The country’s financial sector is transforming to serve more SMEs in the coming 10 years. This trend will inject new vitality into the country’s real economy through fintech innovations, Zhang said.

“Technology is a must to empower these financial institutions to transform to data and algorithm-driven automated learning. Traditional banks are expected to enhance their competitiveness as fast as possible and achieve better growth through fintech technologies,” he said.

Zhang made the remarks after Bairong Inc made its debut on the Hong Kong stock exchange on March 31. Trading under the stock code 06608.HK, the company priced its initial public offering (IPO) at HK$31.80 (US$4.09) per share, the upper end of its indicated range.

Founded in 2014, Bairong leverages advanced technologies including artificial intelligence (AI) and cloud computing to enable financial institutions to thrive through digital innovations and transformations.

A wide variety of state-owned funds and leading investment firms have invested in the AI fintech firm. According to its prospectus, Hillhouse Capital holds 12.39 per cent while state-owned China Reform Holdings Corp holds 12 per cent. Sequoia Capital China, China International Capital Corp, China Renaissance and IDG Capital are also among the investors.

Its cornerstone investors for the IPO include Cederberg Capital Ltd, Franchise Fund LP, and China Structural Reform Fund Corp, a state-owned private equity fund that offers state-owned enterprises with support in development and industrial consolidation.

Industry insiders said the investment from leading state-owned funds in the company demonstrated investors’ outlook on the long-term value of the company as well as future prospects for financial digitalisation.

“Chinese fintech companies have improved financial inclusivity by reaching out to consumers and investors in offering new and more convenient services while mainstream banks, insurance companies, securities firms and asset managers have adopted financial technology and transformed the range, speed and costs of financial services,” said Zhang Wei, a research fellow at the Center for China & Globalization.

Zhang said that in this way China can contribute its wisdom to the sound and sustainable development of the digital economy.

The digital economy is a key focus in the 14th Five-Year Plan (2021-2025), during which China aims to push forward the digitalisation of a raft of industries.

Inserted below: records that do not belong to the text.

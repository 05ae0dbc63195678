//! Log setup for the binary.
//!
//! The TUI owns stdout and stderr, so logs only go to a file, and only when
//! one is asked for.  `RUST_LOG` filters as usual (default `info`).

use std::fs::OpenOptions;
use std::path::Path;

use anyhow::{anyhow, Context, Result};
use tracing_subscriber::EnvFilter;

pub fn init(log_file: Option<&Path>) -> Result<()> {
    let Some(path) = log_file else {
        return Ok(());
    };

    let file = OpenOptions::new()
        .create(true)
        .append(true)
        .open(path)
        .with_context(|| format!("opening log file {}", path.display()))?;

    let filter = EnvFilter::try_from_default_env().unwrap_or_else(|_| EnvFilter::new("info"));

    tracing_subscriber::fmt()
        .with_env_filter(filter)
        .with_writer(std::sync::Mutex::new(file))
        .with_ansi(false)
        .try_init()
        .map_err(|e| anyhow!("installing log subscriber: {e}"))
}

The plan also highlighted the necessity to promote financial digitalisation to be safe and controllable.

Bairong chief financial officer Zhao Hongqiang said: “As China has committed to accelerated efforts in digitalisation, including safe financial digitalisation, Bairong has been actively embracing supervision and striving to empower traditional banks and SMEs for digital transformation.”

As of September, Bairong has offered its services and products to 4,200 financial institutions including Industrial and Commercial Bank of China, China Construction Bank and Bank of China. Its core customer retention rate has been further increased from 89 per cent in 2019 to 96 per cent last year, the company said.

Though faced with a pandemic-struck financial industry, Bairong saw a rebound in the fourth quarter, reporting annual revenue of 1.136 billion yuan ($170 million) and narrowing the year-on-year decline to 9.9 per cent.